BRIEF - From the top of the records below down to the line containing "pub struct AuthSuccess", reproduce every line exactly.

DATA TO PROCESS Start Marker

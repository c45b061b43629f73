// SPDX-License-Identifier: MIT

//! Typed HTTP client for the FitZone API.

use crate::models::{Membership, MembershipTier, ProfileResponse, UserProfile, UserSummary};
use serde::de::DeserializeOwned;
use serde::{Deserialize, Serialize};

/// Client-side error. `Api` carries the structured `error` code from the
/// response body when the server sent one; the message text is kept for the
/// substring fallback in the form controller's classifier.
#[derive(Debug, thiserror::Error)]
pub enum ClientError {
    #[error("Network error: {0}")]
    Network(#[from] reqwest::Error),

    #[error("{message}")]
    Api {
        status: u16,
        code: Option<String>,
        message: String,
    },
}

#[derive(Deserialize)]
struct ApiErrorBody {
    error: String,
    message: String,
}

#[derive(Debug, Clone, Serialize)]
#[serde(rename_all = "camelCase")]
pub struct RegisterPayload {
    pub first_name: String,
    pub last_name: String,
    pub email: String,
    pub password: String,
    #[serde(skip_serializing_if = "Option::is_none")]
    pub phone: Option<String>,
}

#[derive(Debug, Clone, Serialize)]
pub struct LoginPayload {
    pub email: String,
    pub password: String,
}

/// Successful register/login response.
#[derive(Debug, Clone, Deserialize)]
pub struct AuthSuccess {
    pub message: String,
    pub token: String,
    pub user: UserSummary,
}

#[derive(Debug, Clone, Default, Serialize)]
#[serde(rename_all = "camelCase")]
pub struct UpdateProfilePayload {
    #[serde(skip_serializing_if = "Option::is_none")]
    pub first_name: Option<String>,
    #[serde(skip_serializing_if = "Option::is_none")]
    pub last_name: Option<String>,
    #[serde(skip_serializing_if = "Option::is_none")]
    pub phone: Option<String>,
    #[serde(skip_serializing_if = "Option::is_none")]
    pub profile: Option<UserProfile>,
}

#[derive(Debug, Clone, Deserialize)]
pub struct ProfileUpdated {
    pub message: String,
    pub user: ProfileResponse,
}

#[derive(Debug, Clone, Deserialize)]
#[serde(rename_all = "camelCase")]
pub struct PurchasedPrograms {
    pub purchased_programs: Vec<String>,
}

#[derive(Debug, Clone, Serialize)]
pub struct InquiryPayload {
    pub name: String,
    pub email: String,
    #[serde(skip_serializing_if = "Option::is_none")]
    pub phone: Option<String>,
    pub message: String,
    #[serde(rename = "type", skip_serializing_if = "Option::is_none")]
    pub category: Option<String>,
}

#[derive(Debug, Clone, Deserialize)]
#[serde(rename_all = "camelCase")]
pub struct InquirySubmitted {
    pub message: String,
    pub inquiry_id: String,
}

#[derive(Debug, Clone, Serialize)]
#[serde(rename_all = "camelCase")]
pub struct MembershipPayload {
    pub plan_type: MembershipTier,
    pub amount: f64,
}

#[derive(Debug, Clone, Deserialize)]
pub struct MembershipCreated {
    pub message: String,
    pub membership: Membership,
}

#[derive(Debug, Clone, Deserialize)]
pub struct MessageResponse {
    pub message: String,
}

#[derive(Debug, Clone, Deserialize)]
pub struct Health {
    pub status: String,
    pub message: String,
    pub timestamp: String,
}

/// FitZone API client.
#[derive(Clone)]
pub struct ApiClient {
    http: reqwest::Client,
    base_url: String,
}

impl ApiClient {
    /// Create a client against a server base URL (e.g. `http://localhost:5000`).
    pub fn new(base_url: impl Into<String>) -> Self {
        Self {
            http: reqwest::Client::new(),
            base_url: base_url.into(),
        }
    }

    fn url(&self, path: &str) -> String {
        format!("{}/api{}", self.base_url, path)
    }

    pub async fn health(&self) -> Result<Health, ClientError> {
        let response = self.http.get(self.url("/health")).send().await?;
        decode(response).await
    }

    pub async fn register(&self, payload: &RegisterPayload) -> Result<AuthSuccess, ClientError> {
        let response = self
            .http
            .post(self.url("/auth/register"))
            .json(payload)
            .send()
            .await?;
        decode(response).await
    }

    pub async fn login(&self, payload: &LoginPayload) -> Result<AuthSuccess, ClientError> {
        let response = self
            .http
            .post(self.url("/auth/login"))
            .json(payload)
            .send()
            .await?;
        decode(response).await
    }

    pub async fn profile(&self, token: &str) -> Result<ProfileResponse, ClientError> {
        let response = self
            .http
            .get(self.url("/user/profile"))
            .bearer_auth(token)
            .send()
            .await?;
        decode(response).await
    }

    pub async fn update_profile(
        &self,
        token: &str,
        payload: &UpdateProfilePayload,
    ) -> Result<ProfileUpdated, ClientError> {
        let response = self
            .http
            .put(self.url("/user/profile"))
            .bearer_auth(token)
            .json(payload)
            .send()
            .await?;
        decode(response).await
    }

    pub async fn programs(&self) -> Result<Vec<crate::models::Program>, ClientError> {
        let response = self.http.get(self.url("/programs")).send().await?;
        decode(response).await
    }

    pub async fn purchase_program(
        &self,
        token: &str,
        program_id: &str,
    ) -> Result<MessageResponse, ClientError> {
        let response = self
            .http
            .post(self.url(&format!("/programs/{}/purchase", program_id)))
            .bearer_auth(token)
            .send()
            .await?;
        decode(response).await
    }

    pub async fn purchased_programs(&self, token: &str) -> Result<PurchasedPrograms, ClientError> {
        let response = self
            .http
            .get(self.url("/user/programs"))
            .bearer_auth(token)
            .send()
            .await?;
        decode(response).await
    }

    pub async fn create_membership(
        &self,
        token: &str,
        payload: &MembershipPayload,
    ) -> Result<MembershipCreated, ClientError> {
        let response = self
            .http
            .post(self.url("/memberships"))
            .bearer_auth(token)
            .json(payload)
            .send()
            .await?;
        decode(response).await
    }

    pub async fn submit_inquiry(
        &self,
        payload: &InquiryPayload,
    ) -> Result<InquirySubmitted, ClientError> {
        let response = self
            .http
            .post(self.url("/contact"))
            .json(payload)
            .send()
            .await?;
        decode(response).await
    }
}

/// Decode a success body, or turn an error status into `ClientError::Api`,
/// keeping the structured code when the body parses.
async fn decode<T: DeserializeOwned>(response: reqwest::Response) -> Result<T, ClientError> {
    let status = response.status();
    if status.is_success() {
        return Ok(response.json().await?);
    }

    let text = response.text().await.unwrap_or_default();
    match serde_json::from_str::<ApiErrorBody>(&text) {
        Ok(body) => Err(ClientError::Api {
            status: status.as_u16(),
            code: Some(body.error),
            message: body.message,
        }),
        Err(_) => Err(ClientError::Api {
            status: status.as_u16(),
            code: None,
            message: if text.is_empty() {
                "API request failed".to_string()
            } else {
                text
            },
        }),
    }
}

DATA TO PROCESS End Marker

PROBLEM SOLUTION -
repository c45b061b43629f73
// SPDX-License-Identifier: MIT

//! Typed HTTP client for the FitZone API.

use crate::models::{Membership, MembershipTier, ProfileResponse, UserProfile, UserSummary};
use serde::de::DeserializeOwned;
use serde::{Deserialize, Serialize};

/// Client-side error. `Api` carries the structured `error` code from the
/// response body when the server sent one; the message text is kept for the
/// substring fallback in the form controller's classifier.
#[derive(Debug, thiserror::Error)]
pub enum ClientError {
    #[error("Network error: {0}")]
    Network(#[from] reqwest::Error),

    #[error("{message}")]
    Api {
        status: u16,
        code: Option<String>,
        message: String,
    },
}

#[derive(Deserialize)]
struct ApiErrorBody {
    error: String,
    message: String,
}

#[derive(Debug, Clone, Serialize)]
#[serde(rename_all = "camelCase")]
pub struct RegisterPayload {
    pub first_name: String,
    pub last_name: String,
    pub email: String,
    pub password: String,
    #[serde(skip_serializing_if = "Option::is_none")]
    pub phone: Option<String>,
}

#[derive(Debug, Clone, Serialize)]
pub struct LoginPayload {
    pub email: String,
    pub password: String,
}

/// Successful register/login response.
#[derive(Debug, Clone, Deserialize)]
pub struct AuthSuccess {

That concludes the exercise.